Medycyna Pracy, cilt.77, sa.2, ss.89-99, 2026 (SCI-Expanded, Scopus) identifier identifier

  • Yayın Türü: Makale / Tam Makale
  • Cilt numarası: 77 Sayı: 2
  • Basım Tarihi: 2026
  • Doi Numarası: 10.13075/mp.5893.01678
  • Dergi Adı: Medycyna Pracy
  • Derginin Tarandığı İndeksler: Science Citation Index Expanded (SCI-EXPANDED), Scopus, BIOSIS, Central & Eastern European Academic Source (CEEAS), Directory of Open Access Journals
  • Sayfa Sayıları: ss.89-99
  • Anahtar Kelimeler: contribution percentage, dynamic classification, FMEA thresholds, occupational health and safety, percentile rank, risk classification models
  • Açık Arşiv Koleksiyonu: AVESİS Açık Erişim Koleksiyonu
  • Çukurova Üniversitesi Adresli: Evet

Özet

Background: Failure mode and effects analysis (FMEA) uses risk priority numbers (RPNs) based on 3 parameters to classify risks. Risk analysis methods use thresholds to determine risk. These class intervals do not account for contextual and system dynamics in high-risk environments such as neonatal intensive care units (NICUs). This study proposes a dynamic classification model that prioritizes risk by integrating contribution percentages and percentile ranks through a decision matrix. Material and Methods: This study identified 21 ergonomic failure modes through field observations at a hospital’s NICU, interviews with nurses, and a literature review, evaluated a dynamic classification model. The RPN for each failure mode was calculated, and the risks were classified using classical fixed-threshold FMEA. Then, each failure mode was classified using a dynamic model based on a decision matrix that balances risk intensity by its impact contribution percentage and relative importance percentile rank.
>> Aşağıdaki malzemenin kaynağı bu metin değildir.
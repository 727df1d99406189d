use serde::Serialize;
use ts_rs::TS;

/// Envelope returned by start and stop for every outcome.
///
/// `server_status` is omitted on failures other than a stop without an active run.
#[derive(Debug, Serialize, TS)]
#[ts(
    export,
    export_to = "../../../packages/api-types/src/generated/server-action-response.ts"
)]
pub struct ServerActionResponse {
    pub status_code: u16,
    pub success: bool,
    #[serde(skip_serializing_if = "Option::is_none")]
    #[ts(optional)]
    pub server_status: Option<&'static str>,
    #[serde(skip_serializing_if = "Option::is_none")]
    #[ts(optional)]
    pub error: Option<String>,
}

/// Current lock state.
#[derive(Debug, Serialize, TS)]
#[ts(
    export,
    export_to = "../../../packages/api-types/src/generated/server-status-response.ts"
)]
pub struct ServerStatusResponse {
    pub server_status: &'static str,
    pub execution_reference: Option<String>,
    /// RFC 3339 timestamp of the last lock write.
    pub updated_at: Option<String>,
}
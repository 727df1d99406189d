use std::net::IpAddr;

use async_trait::async_trait;
use ondemand_application::{ComputePlatform, TaskNetworkResolver};
use ondemand_core::{AppError, AppResult};
use ondemand_domain::{TaskHandle, TaskStatus, WorkloadSpec};
use serde::de::DeserializeOwned;

mod wire;

use wire::{
    LaunchTaskRequest, LaunchTaskResponse, NetworkInterfaceResponse, StopTaskRequest,
    TaskDescriptionResponse,
};

/// HTTP adapter for the container platform's task and network APIs.
///
/// Every call is a single request bounded by the client timeout; retries
/// are left to the caller.
#[derive(Clone)]
pub struct HttpComputePlatform {
    http_client: reqwest::Client,
    base_url: reqwest::Url,
    api_token: Option<String>,
}

impl HttpComputePlatform {
    /// Creates a compute platform adapter.
    pub fn new(
        http_client: reqwest::Client,
        base_url: &str,
        api_token: Option<String>,
    ) -> AppResult<Self> {
        let base_url = reqwest::Url::parse(base_url).map_err(|error| {
            AppError::Validation(format!(
                "invalid compute platform base url '{base_url}': {error}"
            ))
        })?;
        if base_url.cannot_be_a_base() {
            return Err(AppError::Validation(format!(
                "compute platform base url '{base_url}' cannot carry a path"
            )));
        }

        Ok(Self {
            http_client,
            base_url,
            api_token,
        })
    }

    fn endpoint(&self, segments: &[&str]) -> AppResult<reqwest::Url> {
        let mut url = self.base_url.clone();
        url.path_segments_mut()
            .map_err(|()| {
                AppError::Validation("compute platform base url cannot carry a path".to_owned())
            })?
            .pop_if_empty()
            .extend(segments);
        Ok(url)
    }

    fn authorize(&self, builder: reqwest::RequestBuilder) -> reqwest::RequestBuilder {
        match self.api_token.as_deref() {
            Some(token) => builder.bearer_auth(token),
            None => builder,
        }
    }

    async fn send_json<T: DeserializeOwned>(
        &self,
        builder: reqwest::RequestBuilder,
        operation: &str,
    ) -> Result<T, String> {
        let response = self
            .authorize(builder)
            .send()
            .await
            .map_err(|error| format!("{operation} transport error: {error}"))?;

        let status = response.status();
        if !status.is_success() {
            let body = response
                .text()
                .await
                .unwrap_or_else(|_| "<response body unavailable>".to_owned());
            return Err(format!("{operation} failed with status {status}: {body}"));
        }

        response
            .json::<T>()
            .await
            .map_err(|error| format!("{operation} returned an invalid body: {error}"))
    }

    async fn describe(
        &self,
        cluster_id: &str,
        task_id: &str,
    ) -> Result<TaskDescriptionResponse, String> {
        let url = self
            .endpoint(&["clusters", cluster_id, "tasks", task_id])
            .map_err(|error| error.to_string())?;
        self.send_json(self.http_client.get(url), "describe task")
            .await
    }
}

#[async_trait]
impl ComputePlatform for HttpComputePlatform {
    async fn launch_task(&self, spec: &WorkloadSpec) -> AppResult<TaskHandle> {
        let url = self.endpoint(&["clusters", spec.cluster_id().as_str(), "tasks"])?;
        let response: LaunchTaskResponse = self
            .send_json(
                self.http_client
                    .post(url)
                    .json(&LaunchTaskRequest::from_spec(spec)),
                "launch task",
            )
            .await
            .map_err(AppError::Internal)?;

        TaskHandle::new(spec.cluster_id().as_str(), response.task_id)
    }

    async fn task_status(&self, task: &TaskHandle) -> AppResult<TaskStatus> {
        self.describe(task.cluster_id(), task.task_id())
            .await
            .map(|description| description.task_status())
            .map_err(AppError::Internal)
    }

    async fn stop_task(&self, task: &TaskHandle, reason: &str) -> AppResult<()> {
        let url = self.endpoint(&[
            "clusters",
            task.cluster_id(),
            "tasks",
            task.task_id(),
            "stop",
        ])?;
        self.send_json::<serde_json::Value>(
            self.http_client.post(url).json(&StopTaskRequest { reason }),
            "stop task",
        )
        .await
        .map(|_| ())
        .map_err(AppError::Internal)
    }
}

#[async_trait]
impl TaskNetworkResolver for HttpComputePlatform {
    async fn describe_task(&self, cluster_id: &str, task_id: &str) -> AppResult<String> {
        self.describe(cluster_id, task_id)
            .await
            .map_err(AppError::PlatformResolutionFailed)?
            .network_interface_id()
            .ok_or_else(|| {
                AppError::PlatformResolutionFailed(format!(
                    "task '{task_id}' has no attached network interface"
                ))
            })
    }

    async fn describe_network_interface(&self, network_interface_id: &str) -> AppResult<IpAddr> {
        let url = self.endpoint(&["network-interfaces", network_interface_id])?;
        let response: NetworkInterfaceResponse = self
            .send_json(self.http_client.get(url), "describe network interface")
            .await
            .map_err(AppError::PlatformResolutionFailed)?;

        response.public_address().map_err(|message| {
            AppError::PlatformResolutionFailed(format!(
                "network interface '{network_interface_id}': {message}"
            ))
        })
    }
}
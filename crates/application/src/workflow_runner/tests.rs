use std::sync::Arc;
use std::time::Duration;

use ondemand_core::{AppError, AppResult};
use ondemand_domain::{TaskStatus, WorkflowRunState, WorkflowStep};

use crate::cleanup_handler::CleanupHandler;
use crate::lifecycle_ports::LockStore;
use crate::test_support::{
    FakeComputePlatform, FakeLockStore, FakeRunRepository, claimed_run, reference, task,
    workload_spec,
};

use super::{WorkflowRunner, WorkflowRunnerConfig};

struct Harness {
    runner: WorkflowRunner,
    repository: Arc<FakeRunRepository>,
    compute_platform: Arc<FakeComputePlatform>,
    lock_store: Arc<FakeLockStore>,
}

fn config() -> WorkflowRunnerConfig {
    WorkflowRunnerConfig {
        workload: workload_spec(),
        poll_interval: Duration::ZERO,
        lease_seconds: 60,
        max_run_duration: None,
        ownership_grace: Duration::ZERO,
    }
}

fn harness(lock_store: FakeLockStore, config: WorkflowRunnerConfig) -> Harness {
    let repository = Arc::new(FakeRunRepository::default());
    let compute_platform = Arc::new(FakeComputePlatform::default());
    let lock_store = Arc::new(lock_store);
    let cleanup_handler =
        CleanupHandler::new(lock_store.clone()).with_retry_policy(2, Duration::ZERO);

    Harness {
        runner: WorkflowRunner::new(
            repository.clone(),
            compute_platform.clone(),
            lock_store.clone(),
            cleanup_handler,
            config,
        ),
        repository,
        compute_platform,
        lock_store,
    }
}

fn stopped(exit_code: Option<i32>, reason: Option<&str>) -> AppResult<TaskStatus> {
    Ok(TaskStatus::Stopped {
        exit_code,
        reason: reason.map(str::to_owned),
    })
}

async fn assert_lock_released(lock_store: &FakeLockStore) {
    assert!(
        lock_store
            .current()
            .await
            .is_some_and(|record| !record.in_progress()),
        "lock should be released"
    );
}

#[tokio::test]
async fn clean_exit_completes_without_cleanup() {
    let harness = harness(FakeLockStore::held_by("run-1"), config());
    harness
        .compute_platform
        .push_status(Ok(TaskStatus::Provisioning))
        .await;
    harness
        .compute_platform
        .push_status(Ok(TaskStatus::Running))
        .await;
    harness
        .compute_platform
        .push_status(stopped(Some(0), None))
        .await;

    let run = harness
        .runner
        .execute_claimed_run(claimed_run("run-1"))
        .await
        .unwrap_or_else(|error| panic!("run should complete: {error}"));

    assert_eq!(run.state, WorkflowRunState::Succeeded);
    assert!(run.failure_reason.is_none());
    assert_eq!(harness.repository.steps().await, vec![WorkflowStep::RunWorkload]);
    assert_eq!(harness.repository.tasks().await, vec![task("task-1")]);
    assert_eq!(harness.lock_store.release_calls().await, 0);
}

#[tokio::test]
async fn timeout_routes_to_cleanup_and_releases_lock() {
    let mut config = config();
    config.max_run_duration = Some(Duration::ZERO);
    let harness = harness(FakeLockStore::held_by("run-1"), config);

    let run = harness
        .runner
        .execute_claimed_run(claimed_run("run-1"))
        .await
        .unwrap_or_else(|error| panic!("run should complete: {error}"));

    assert_eq!(run.state, WorkflowRunState::Succeeded);
    assert_eq!(
        run.failure_reason.as_deref(),
        Some("workload timed out after 0s")
    );
    assert_eq!(
        harness.repository.steps().await,
        vec![WorkflowStep::RunWorkload, WorkflowStep::Cleanup]
    );
    assert_eq!(
        harness.compute_platform.stopped().await,
        vec![(task("task-1"), "maximum run duration exceeded".to_owned())]
    );
    assert_lock_released(&harness.lock_store).await;
}

#[tokio::test]
async fn platform_status_error_routes_to_cleanup() {
    let harness = harness(FakeLockStore::held_by("run-1"), config());
    harness
        .compute_platform
        .push_status(Err(AppError::Internal("describe timed out".to_owned())))
        .await;

    let run = harness
        .runner
        .execute_claimed_run(claimed_run("run-1"))
        .await
        .unwrap_or_else(|error| panic!("run should complete: {error}"));

    assert_eq!(run.state, WorkflowRunState::Succeeded);
    assert!(
        run.failure_reason
            .as_deref()
            .is_some_and(|reason| reason.starts_with("compute platform error"))
    );
    assert_lock_released(&harness.lock_store).await;
}

#[tokio::test]
async fn launch_failure_routes_to_cleanup() {
    let harness = harness(FakeLockStore::held_by("run-1"), config());
    harness.compute_platform.fail_launch("capacity unavailable").await;

    let run = harness
        .runner
        .execute_claimed_run(claimed_run("run-1"))
        .await
        .unwrap_or_else(|error| panic!("run should complete: {error}"));

    assert_eq!(run.state, WorkflowRunState::Succeeded);
    assert!(harness.repository.tasks().await.is_empty());
    assert_lock_released(&harness.lock_store).await;
}

#[tokio::test]
async fn non_zero_exit_routes_to_cleanup() {
    let harness = harness(FakeLockStore::held_by("run-1"), config());
    harness
        .compute_platform
        .push_status(stopped(Some(137), Some("OutOfMemoryError")))
        .await;

    let run = harness
        .runner
        .execute_claimed_run(claimed_run("run-1"))
        .await
        .unwrap_or_else(|error| panic!("run should complete: {error}"));

    assert_eq!(
        run.failure_reason.as_deref(),
        Some("workload exited with code 137 (OutOfMemoryError)")
    );
    assert_lock_released(&harness.lock_store).await;
}

#[tokio::test]
async fn stop_request_terminates_task_and_runs_cleanup() {
    let harness = harness(FakeLockStore::held_by("run-1"), config());
    harness.repository.request_stop().await;

    let run = harness
        .runner
        .execute_claimed_run(claimed_run("run-1"))
        .await
        .unwrap_or_else(|error| panic!("run should complete: {error}"));

    assert_eq!(
        run.failure_reason.as_deref(),
        Some("workload terminated by stop request")
    );
    assert_eq!(
        harness.compute_platform.stopped().await,
        vec![(task("task-1"), "stop requested".to_owned())]
    );
    assert_lock_released(&harness.lock_store).await;
}

#[tokio::test]
async fn run_stopped_before_claim_never_launches() {
    let harness = harness(FakeLockStore::default(), config());
    let mut claimed = claimed_run("run-1");
    claimed.stop_requested = true;

    let run = harness
        .runner
        .execute_claimed_run(claimed)
        .await
        .unwrap_or_else(|error| panic!("run should complete: {error}"));

    assert_eq!(run.state, WorkflowRunState::Succeeded);
    assert_eq!(harness.compute_platform.launches().await, 0);
    assert_lock_released(&harness.lock_store).await;
}

#[tokio::test]
async fn duplicate_run_finishes_without_launch_or_cleanup() {
    let harness = harness(FakeLockStore::held_by("run-0"), config());

    let run = harness
        .runner
        .execute_claimed_run(claimed_run("run-1"))
        .await
        .unwrap_or_else(|error| panic!("run should complete: {error}"));

    assert_eq!(run.state, WorkflowRunState::Succeeded);
    assert_eq!(
        run.failure_reason.as_deref(),
        Some("superseded by active run 'run-0'")
    );
    assert_eq!(harness.compute_platform.launches().await, 0);
    assert_eq!(harness.lock_store.release_calls().await, 0);
    assert!(
        harness
            .lock_store
            .current()
            .await
            .is_some_and(|record| record.in_progress())
    );
}

#[tokio::test]
async fn run_waits_out_grace_when_previous_run_is_stopped_meanwhile() {
    let harness = harness(
        FakeLockStore::held_by("run-0"),
        WorkflowRunnerConfig {
            ownership_grace: Duration::from_millis(400),
            ..config()
        },
    );
    harness
        .compute_platform
        .push_status(stopped(Some(0), None))
        .await;

    let lock_store = harness.lock_store.clone();
    let start_request = tokio::spawn(async move {
        tokio::time::sleep(Duration::from_millis(50)).await;
        lock_store
            .release()
            .await
            .unwrap_or_else(|error| panic!("release should succeed: {error}"));
        lock_store
            .conditional_acquire(&reference("run-1"))
            .await
            .unwrap_or_else(|error| panic!("acquire should succeed: {error}"))
    });

    let run = harness
        .runner
        .execute_claimed_run(claimed_run("run-1"))
        .await
        .unwrap_or_else(|error| panic!("run should complete: {error}"));
    start_request
        .await
        .unwrap_or_else(|error| panic!("start request task should finish: {error}"));

    assert_eq!(run.state, WorkflowRunState::Succeeded);
    assert_eq!(run.failure_reason, None);
    assert_eq!(harness.compute_platform.launches().await, 1);
}

#[tokio::test]
async fn superseded_run_releases_lock_acquired_for_it_late() {
    let harness = harness(FakeLockStore::held_by("run-1"), config());

    harness
        .runner
        .release_if_held_by_superseded(&claimed_run("run-1"))
        .await;

    assert_eq!(harness.lock_store.release_calls().await, 1);
    assert_lock_released(&harness.lock_store).await;
}

#[tokio::test]
async fn superseded_run_leaves_lock_of_active_run_alone() {
    let harness = harness(FakeLockStore::held_by("run-0"), config());

    harness
        .runner
        .release_if_held_by_superseded(&claimed_run("run-1"))
        .await;

    assert_eq!(harness.lock_store.release_calls().await, 0);
}

#[tokio::test]
async fn unconfirmed_ownership_still_launches() {
    let harness = harness(FakeLockStore::default(), config());
    harness.lock_store.set_unavailable(true).await;
    harness
        .compute_platform
        .push_status(stopped(Some(0), None))
        .await;

    let run = harness
        .runner
        .execute_claimed_run(claimed_run("run-1"))
        .await
        .unwrap_or_else(|error| panic!("run should complete: {error}"));

    assert_eq!(run.state, WorkflowRunState::Succeeded);
    assert_eq!(harness.compute_platform.launches().await, 1);
}

#[tokio::test]
async fn recovered_run_resumes_supervision_without_relaunch() {
    let harness = harness(FakeLockStore::held_by("run-1"), config());
    harness
        .compute_platform
        .push_status(stopped(Some(0), None))
        .await;
    let mut claimed = claimed_run("run-1");
    claimed.task = Some(task("task-9"));

    let run = harness
        .runner
        .execute_claimed_run(claimed)
        .await
        .unwrap_or_else(|error| panic!("run should complete: {error}"));

    assert_eq!(run.state, WorkflowRunState::Succeeded);
    assert_eq!(harness.compute_platform.launches().await, 0);
}

#[tokio::test]
async fn lost_lease_abandons_run_without_completion() {
    let harness = harness(FakeLockStore::held_by("run-1"), config());
    harness.repository.revoke_lease().await;

    let result = harness
        .runner
        .execute_claimed_run(claimed_run("run-1"))
        .await;

    assert!(matches!(result, Err(AppError::Conflict(_))));
    assert!(harness.repository.completions().await.is_empty());
    assert_eq!(harness.lock_store.release_calls().await, 0);
}

#[tokio::test]
async fn failed_cleanup_marks_run_failed() {
    let harness = harness(FakeLockStore::held_by("run-1"), config());
    harness.compute_platform.fail_launch("no capacity").await;
    harness.lock_store.fail_next_releases(10).await;

    let run = harness
        .runner
        .execute_claimed_run(claimed_run("run-1"))
        .await
        .unwrap_or_else(|error| panic!("run should complete: {error}"));

    assert_eq!(run.state, WorkflowRunState::Failed);
    assert!(
        run.failure_reason
            .as_deref()
            .is_some_and(|reason| reason.contains("cleanup failed after 2 attempt(s)"))
    );
    assert_eq!(harness.lock_store.release_calls().await, 2);
}

#[tokio::test]
async fn claim_rejects_blank_worker_and_skips_zero_limit() {
    let harness = harness(FakeLockStore::default(), config());
    harness.repository.enqueue(claimed_run("run-1")).await;

    assert!(matches!(
        harness.runner.claim_runs(" ", 1).await,
        Err(AppError::Validation(_))
    ));
    assert!(
        harness
            .runner
            .claim_runs("worker-a", 0)
            .await
            .is_ok_and(|runs| runs.is_empty())
    );

    let claimed = harness
        .runner
        .claim_runs("worker-a", 5)
        .await
        .unwrap_or_else(|error| panic!("claim should succeed: {error}"));
    assert_eq!(claimed.len(), 1);
}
Model robustness was assessed via a one-at-a-time sensitivity analysis (±1 perturbations in occurrence [O], severity [S], and detection [D]), and agreement was evaluated using weighted agreement measures. Results: According to FMEA, risk factors such as “long shift hours” and “constant exposure to alarm sounds” were classified as medium risk. Yet, in the dynamic model, they were classified as very high risk. The model’s sensitivity was tested by measuring the effect of a change in the FMEA input ratings (O/S/D) on the results. The model was determined to provide high agreement with practitioners’ classifications, with a 93.7% weighted agreement across 63 comparisons between nurse assessments and model results. Conclusions: The proposed dynamic framework provides context-sensitive prioritization by integrating each failure mode’s contribution to total risk with its position in the unit-specific RPN distribution. When applied to NICU ergonomic failure modes, it produced a different prioritization than classical fixed-threshold FMEA and offers a transparent, reproducible basis for risk-focused improvement planning in high-risk care settings. Med Pr Work Health Saf. 2026;77(2):89–99.